Your objective => Copy every line of the records below that holds the word "GeminiAssistant".

Data in this exercise =>
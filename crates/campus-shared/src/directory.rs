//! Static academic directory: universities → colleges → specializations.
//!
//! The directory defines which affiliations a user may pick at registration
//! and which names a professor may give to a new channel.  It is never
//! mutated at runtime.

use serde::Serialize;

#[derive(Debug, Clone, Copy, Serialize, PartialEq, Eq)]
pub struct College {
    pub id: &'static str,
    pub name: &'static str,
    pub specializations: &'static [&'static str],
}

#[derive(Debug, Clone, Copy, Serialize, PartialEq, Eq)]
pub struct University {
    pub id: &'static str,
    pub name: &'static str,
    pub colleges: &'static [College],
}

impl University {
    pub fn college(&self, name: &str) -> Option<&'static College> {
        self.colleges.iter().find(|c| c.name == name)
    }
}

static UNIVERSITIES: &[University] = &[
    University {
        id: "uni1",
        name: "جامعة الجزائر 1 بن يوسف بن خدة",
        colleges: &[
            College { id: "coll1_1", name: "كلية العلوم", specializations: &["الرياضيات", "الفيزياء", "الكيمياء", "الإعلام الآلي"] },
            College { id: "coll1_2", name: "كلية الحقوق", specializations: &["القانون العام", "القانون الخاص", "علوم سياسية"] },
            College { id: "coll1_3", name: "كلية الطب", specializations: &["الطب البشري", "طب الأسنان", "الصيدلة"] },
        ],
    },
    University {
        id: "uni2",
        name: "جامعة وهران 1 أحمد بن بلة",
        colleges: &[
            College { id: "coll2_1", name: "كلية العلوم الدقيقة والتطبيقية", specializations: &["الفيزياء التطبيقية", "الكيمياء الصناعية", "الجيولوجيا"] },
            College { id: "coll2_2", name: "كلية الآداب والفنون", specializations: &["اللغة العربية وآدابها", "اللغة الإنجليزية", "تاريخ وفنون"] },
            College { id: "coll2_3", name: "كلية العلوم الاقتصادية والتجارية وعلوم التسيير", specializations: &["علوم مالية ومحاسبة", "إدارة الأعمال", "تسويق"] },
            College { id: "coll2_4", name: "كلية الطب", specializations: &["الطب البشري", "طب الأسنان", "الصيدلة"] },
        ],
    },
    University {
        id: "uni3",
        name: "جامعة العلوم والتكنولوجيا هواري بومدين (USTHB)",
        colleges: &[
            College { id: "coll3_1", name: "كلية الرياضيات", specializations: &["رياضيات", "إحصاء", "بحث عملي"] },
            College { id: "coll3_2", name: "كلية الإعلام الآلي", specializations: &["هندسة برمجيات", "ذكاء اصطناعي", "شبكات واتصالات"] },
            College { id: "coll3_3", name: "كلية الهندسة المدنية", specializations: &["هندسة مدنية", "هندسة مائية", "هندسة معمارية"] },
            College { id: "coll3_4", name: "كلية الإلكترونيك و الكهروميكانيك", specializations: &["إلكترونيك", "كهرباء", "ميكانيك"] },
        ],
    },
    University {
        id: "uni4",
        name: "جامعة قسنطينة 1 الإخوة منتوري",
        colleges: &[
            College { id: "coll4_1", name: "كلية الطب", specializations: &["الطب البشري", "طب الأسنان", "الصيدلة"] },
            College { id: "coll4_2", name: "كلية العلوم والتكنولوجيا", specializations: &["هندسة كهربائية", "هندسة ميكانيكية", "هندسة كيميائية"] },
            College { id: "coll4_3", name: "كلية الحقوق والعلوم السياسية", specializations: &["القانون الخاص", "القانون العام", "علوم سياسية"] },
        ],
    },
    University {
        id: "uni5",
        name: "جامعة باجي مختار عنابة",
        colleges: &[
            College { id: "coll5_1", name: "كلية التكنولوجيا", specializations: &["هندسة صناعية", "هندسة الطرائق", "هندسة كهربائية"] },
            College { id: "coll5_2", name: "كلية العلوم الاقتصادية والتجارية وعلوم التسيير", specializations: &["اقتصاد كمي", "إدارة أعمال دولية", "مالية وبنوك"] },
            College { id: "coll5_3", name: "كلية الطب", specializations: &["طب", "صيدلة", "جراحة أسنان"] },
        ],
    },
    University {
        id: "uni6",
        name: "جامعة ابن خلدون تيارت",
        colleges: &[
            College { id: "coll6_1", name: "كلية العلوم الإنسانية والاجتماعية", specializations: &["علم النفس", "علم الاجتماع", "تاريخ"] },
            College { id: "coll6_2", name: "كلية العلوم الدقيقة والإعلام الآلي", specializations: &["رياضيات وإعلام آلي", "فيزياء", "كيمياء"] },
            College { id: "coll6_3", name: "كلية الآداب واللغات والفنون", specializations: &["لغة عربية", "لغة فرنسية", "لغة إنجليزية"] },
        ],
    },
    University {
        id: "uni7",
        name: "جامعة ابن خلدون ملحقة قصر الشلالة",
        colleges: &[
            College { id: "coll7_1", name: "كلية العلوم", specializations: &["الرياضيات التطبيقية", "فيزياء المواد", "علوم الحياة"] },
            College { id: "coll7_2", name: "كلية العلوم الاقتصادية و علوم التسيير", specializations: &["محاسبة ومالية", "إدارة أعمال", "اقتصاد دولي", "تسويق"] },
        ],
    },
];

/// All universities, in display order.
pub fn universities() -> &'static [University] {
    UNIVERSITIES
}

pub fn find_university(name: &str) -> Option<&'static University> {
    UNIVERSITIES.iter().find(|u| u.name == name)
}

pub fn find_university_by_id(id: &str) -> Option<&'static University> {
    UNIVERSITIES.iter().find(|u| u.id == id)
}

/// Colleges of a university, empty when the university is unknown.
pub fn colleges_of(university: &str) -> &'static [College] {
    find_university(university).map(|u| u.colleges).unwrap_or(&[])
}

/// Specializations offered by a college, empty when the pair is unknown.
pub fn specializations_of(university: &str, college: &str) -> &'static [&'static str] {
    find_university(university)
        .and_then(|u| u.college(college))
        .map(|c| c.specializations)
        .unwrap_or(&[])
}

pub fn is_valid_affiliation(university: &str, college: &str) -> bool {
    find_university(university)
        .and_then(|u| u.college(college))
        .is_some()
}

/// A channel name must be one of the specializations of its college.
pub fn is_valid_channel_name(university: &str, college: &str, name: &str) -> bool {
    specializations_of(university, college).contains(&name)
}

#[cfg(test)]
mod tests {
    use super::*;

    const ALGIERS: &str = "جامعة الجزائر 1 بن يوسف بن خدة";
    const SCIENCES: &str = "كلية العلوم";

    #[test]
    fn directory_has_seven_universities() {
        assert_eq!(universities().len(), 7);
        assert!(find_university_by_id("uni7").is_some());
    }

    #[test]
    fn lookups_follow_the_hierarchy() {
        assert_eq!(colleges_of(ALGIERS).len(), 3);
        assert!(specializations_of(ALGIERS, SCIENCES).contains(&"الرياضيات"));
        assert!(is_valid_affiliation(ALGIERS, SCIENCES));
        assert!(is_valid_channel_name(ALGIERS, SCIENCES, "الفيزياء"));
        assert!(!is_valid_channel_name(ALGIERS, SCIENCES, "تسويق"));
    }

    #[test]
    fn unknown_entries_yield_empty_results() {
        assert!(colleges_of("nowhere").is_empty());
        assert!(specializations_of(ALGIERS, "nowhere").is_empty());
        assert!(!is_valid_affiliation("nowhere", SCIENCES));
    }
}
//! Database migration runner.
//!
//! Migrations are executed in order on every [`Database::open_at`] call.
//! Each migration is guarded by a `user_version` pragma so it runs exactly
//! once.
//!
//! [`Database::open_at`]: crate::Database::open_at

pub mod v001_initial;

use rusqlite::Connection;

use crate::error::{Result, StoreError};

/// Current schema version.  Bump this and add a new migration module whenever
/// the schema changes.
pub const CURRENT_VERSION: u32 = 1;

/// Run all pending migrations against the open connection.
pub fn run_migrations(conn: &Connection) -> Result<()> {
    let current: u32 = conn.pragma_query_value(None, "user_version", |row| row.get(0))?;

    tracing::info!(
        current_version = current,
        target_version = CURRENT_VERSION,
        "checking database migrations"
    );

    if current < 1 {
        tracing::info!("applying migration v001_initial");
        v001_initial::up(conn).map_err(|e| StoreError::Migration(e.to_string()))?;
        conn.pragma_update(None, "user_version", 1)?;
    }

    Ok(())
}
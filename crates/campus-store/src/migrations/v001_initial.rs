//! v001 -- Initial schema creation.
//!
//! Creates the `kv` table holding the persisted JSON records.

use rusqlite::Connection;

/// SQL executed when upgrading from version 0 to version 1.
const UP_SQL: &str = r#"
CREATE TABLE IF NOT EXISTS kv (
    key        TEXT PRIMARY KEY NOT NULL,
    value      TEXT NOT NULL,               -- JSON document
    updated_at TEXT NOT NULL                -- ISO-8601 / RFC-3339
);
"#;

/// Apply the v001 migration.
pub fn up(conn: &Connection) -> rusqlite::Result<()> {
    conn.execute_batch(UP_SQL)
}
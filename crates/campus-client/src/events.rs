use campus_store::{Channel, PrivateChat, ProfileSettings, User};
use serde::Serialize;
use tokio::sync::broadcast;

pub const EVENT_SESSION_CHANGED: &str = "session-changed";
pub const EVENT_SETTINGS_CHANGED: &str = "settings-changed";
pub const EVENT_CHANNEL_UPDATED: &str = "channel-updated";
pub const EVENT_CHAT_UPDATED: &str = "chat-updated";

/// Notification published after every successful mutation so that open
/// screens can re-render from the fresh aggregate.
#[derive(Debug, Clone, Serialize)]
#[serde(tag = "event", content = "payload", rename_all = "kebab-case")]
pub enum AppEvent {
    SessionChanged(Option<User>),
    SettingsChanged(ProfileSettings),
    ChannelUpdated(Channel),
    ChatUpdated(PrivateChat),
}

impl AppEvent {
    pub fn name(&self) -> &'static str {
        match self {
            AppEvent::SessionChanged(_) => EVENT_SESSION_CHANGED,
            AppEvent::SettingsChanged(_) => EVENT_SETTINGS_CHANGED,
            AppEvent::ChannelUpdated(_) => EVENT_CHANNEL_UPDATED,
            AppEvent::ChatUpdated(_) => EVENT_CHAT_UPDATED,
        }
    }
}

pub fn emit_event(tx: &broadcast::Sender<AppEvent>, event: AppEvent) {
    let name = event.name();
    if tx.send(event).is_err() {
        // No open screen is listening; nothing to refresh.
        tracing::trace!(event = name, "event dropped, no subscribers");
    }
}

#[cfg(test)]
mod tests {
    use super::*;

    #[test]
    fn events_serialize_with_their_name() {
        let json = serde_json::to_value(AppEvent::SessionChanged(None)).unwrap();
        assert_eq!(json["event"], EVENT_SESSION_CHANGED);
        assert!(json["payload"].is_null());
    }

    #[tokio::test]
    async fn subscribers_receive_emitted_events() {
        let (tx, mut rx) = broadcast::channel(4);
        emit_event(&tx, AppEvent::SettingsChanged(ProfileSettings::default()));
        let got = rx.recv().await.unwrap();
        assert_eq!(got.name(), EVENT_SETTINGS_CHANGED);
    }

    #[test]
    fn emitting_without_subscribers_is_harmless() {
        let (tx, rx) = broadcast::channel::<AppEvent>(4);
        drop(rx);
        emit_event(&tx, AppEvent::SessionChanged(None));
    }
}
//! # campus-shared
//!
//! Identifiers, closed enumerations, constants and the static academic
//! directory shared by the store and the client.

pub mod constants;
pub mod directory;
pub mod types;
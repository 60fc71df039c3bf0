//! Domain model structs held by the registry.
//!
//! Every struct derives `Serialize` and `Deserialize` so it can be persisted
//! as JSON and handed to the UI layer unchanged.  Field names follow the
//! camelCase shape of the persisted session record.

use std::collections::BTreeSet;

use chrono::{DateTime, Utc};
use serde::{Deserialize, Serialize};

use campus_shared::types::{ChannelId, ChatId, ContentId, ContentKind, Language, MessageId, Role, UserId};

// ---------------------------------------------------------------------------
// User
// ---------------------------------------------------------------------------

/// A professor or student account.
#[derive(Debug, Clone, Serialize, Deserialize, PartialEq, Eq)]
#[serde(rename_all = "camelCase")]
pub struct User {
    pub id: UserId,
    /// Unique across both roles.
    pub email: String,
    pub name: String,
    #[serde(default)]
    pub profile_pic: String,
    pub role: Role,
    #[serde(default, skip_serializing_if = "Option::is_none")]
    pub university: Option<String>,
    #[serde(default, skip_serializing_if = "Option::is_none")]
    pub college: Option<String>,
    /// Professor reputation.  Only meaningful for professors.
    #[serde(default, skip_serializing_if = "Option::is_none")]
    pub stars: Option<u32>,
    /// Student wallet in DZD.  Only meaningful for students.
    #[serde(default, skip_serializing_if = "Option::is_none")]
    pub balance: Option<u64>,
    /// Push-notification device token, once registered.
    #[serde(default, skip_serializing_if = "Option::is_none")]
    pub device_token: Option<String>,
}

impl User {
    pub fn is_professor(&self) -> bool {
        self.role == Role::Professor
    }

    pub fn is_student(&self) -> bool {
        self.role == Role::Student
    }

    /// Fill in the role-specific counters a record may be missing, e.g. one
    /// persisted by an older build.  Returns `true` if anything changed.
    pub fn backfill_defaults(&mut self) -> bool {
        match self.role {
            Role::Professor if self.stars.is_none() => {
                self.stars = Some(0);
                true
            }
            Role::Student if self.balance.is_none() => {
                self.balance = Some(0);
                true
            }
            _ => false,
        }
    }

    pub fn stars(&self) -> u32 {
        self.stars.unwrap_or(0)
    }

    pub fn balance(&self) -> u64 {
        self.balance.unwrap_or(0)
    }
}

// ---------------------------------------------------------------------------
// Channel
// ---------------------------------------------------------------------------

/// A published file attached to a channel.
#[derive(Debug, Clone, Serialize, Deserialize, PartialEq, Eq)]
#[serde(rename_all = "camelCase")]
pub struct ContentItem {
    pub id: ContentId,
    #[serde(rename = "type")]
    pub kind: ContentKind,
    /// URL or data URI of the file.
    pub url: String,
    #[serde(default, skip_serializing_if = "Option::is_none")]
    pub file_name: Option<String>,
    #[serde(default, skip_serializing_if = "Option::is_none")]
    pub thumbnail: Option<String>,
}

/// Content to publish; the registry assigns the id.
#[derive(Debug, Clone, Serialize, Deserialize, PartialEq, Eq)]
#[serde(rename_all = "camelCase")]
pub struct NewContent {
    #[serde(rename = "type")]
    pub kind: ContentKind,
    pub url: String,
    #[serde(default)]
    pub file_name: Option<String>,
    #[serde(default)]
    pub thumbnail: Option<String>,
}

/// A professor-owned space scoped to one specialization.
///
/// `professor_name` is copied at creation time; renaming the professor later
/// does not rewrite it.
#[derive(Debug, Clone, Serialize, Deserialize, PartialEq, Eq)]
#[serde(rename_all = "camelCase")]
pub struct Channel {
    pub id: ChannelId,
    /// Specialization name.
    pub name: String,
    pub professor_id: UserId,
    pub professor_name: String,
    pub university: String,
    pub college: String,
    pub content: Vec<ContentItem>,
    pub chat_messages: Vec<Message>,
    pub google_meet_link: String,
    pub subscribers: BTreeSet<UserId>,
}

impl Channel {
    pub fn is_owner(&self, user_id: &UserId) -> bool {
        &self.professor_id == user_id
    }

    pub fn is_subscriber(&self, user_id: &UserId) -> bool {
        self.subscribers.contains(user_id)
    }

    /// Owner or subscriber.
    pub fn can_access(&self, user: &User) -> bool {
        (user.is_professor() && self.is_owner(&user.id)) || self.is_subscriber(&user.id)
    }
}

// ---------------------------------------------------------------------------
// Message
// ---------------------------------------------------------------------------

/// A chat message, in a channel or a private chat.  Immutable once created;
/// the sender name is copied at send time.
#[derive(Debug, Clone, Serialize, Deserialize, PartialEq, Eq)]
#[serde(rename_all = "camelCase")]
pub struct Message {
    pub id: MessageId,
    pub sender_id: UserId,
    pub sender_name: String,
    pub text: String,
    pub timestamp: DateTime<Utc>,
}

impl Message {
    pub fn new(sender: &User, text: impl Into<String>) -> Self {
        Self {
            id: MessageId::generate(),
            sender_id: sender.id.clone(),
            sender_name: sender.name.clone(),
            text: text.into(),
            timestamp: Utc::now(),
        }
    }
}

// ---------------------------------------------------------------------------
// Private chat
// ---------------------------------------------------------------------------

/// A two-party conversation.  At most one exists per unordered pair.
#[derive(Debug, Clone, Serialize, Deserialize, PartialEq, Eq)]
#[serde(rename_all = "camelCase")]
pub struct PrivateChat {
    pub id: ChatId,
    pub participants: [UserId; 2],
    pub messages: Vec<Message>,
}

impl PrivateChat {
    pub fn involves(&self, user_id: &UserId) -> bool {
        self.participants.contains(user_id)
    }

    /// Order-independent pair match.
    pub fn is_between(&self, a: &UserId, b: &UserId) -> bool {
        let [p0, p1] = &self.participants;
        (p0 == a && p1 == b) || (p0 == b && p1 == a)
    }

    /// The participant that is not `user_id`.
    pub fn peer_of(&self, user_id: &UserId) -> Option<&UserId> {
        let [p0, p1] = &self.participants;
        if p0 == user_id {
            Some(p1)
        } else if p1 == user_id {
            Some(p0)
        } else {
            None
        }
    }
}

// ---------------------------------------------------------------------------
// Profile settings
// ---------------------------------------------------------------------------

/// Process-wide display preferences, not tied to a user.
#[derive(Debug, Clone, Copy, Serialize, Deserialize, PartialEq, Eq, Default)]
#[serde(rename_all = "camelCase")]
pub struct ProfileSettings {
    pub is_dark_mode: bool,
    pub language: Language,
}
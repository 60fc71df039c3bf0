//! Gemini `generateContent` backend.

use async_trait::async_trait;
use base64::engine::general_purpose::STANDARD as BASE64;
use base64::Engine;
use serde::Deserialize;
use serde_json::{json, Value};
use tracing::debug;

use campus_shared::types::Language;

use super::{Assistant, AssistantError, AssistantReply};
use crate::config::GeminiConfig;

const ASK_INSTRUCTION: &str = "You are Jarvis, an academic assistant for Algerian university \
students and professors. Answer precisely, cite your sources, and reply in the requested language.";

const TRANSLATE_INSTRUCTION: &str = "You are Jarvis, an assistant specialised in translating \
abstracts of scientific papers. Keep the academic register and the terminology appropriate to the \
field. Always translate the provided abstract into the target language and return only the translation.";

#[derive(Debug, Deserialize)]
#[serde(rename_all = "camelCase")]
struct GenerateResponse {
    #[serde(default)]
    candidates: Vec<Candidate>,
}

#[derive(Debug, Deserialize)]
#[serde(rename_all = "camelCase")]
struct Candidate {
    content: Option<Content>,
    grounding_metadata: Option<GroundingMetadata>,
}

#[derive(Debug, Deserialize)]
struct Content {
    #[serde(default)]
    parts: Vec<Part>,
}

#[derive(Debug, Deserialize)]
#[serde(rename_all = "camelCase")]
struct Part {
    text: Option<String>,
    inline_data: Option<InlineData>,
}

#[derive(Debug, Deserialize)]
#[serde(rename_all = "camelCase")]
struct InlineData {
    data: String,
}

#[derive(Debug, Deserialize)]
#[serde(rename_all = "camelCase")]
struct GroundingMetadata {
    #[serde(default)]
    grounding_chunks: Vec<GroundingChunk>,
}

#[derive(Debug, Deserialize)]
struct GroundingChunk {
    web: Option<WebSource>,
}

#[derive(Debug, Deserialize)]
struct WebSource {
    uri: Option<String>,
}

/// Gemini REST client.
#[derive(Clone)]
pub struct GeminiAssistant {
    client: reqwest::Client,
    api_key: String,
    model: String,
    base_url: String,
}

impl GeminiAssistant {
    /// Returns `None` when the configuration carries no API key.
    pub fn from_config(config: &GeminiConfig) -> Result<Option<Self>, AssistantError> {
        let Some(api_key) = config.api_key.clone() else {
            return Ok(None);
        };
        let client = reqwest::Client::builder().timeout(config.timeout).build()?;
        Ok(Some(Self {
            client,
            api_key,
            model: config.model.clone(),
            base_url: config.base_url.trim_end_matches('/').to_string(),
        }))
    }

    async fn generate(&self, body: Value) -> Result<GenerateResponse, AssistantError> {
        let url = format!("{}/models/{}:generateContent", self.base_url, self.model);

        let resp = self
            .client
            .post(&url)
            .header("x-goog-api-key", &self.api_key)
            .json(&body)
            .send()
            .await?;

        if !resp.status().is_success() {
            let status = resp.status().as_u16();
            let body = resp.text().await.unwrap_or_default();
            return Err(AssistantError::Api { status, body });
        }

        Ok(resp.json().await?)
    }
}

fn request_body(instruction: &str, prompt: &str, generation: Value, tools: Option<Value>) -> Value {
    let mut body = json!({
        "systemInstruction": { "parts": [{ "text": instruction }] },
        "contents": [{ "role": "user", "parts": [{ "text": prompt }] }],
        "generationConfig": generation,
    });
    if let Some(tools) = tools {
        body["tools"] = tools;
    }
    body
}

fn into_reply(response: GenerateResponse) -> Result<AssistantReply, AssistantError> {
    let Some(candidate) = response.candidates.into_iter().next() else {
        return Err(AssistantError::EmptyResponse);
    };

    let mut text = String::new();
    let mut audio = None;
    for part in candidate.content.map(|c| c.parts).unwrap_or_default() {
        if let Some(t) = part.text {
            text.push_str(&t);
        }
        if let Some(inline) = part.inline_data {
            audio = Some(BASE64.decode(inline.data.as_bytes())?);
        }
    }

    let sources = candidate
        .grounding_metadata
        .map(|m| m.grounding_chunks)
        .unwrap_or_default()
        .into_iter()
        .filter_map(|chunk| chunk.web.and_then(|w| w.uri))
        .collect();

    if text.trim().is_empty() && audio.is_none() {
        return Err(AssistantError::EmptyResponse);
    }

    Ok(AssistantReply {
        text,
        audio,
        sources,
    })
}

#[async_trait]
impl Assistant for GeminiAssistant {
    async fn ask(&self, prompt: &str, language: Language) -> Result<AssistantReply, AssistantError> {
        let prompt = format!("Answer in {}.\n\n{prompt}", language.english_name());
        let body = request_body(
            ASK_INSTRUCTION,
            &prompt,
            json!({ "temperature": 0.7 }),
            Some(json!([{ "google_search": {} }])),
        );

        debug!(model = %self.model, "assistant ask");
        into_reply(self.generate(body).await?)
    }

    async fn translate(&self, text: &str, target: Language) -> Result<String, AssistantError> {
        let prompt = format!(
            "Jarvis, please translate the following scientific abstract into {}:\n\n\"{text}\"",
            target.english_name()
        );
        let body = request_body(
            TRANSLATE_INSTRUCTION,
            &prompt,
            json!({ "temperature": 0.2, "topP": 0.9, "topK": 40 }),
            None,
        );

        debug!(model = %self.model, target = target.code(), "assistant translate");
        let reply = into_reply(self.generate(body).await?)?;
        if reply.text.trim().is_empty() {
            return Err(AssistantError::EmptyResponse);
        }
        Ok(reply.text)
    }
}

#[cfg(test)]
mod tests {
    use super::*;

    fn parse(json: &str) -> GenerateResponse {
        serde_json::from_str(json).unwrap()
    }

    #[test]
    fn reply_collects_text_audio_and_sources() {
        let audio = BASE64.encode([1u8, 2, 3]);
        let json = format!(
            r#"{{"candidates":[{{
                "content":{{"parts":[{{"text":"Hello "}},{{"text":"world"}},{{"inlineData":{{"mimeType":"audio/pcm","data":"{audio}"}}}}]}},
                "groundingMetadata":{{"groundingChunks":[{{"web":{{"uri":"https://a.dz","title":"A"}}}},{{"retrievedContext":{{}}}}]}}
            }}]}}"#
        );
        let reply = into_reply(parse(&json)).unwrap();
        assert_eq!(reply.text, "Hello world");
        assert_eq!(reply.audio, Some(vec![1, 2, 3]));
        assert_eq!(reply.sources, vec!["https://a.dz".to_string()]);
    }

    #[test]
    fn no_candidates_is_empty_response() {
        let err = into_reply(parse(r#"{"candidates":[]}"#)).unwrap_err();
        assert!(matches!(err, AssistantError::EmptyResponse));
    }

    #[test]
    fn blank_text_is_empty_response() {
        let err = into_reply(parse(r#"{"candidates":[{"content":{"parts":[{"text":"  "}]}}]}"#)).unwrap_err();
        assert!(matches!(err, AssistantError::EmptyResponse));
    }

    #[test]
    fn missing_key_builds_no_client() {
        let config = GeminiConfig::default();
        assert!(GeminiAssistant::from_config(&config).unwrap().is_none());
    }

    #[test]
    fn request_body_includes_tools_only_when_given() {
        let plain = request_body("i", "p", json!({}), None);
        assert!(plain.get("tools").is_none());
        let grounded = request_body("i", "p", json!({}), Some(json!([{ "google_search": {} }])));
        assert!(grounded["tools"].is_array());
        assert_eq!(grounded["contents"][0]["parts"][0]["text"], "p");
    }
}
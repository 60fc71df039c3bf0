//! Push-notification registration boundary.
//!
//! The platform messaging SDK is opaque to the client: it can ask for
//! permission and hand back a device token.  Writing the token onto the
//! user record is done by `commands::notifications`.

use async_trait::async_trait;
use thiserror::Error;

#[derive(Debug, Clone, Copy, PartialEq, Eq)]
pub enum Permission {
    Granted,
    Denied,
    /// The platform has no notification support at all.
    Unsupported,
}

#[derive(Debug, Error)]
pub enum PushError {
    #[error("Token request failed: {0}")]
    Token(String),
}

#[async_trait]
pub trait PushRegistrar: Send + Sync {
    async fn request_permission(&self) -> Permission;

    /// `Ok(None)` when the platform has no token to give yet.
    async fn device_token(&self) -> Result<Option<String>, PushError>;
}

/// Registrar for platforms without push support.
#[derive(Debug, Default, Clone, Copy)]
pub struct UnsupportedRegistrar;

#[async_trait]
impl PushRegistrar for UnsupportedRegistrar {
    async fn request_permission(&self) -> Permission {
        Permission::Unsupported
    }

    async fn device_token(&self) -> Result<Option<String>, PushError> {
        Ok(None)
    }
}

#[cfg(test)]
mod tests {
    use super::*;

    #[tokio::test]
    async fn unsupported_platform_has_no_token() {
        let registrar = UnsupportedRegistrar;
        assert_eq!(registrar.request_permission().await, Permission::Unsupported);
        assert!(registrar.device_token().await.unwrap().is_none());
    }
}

Written answer =>
pub struct GeminiAssistant {
impl GeminiAssistant {
impl Assistant for GeminiAssistant {
        assert!(GeminiAssistant::from_config(&config).unwrap().is_none());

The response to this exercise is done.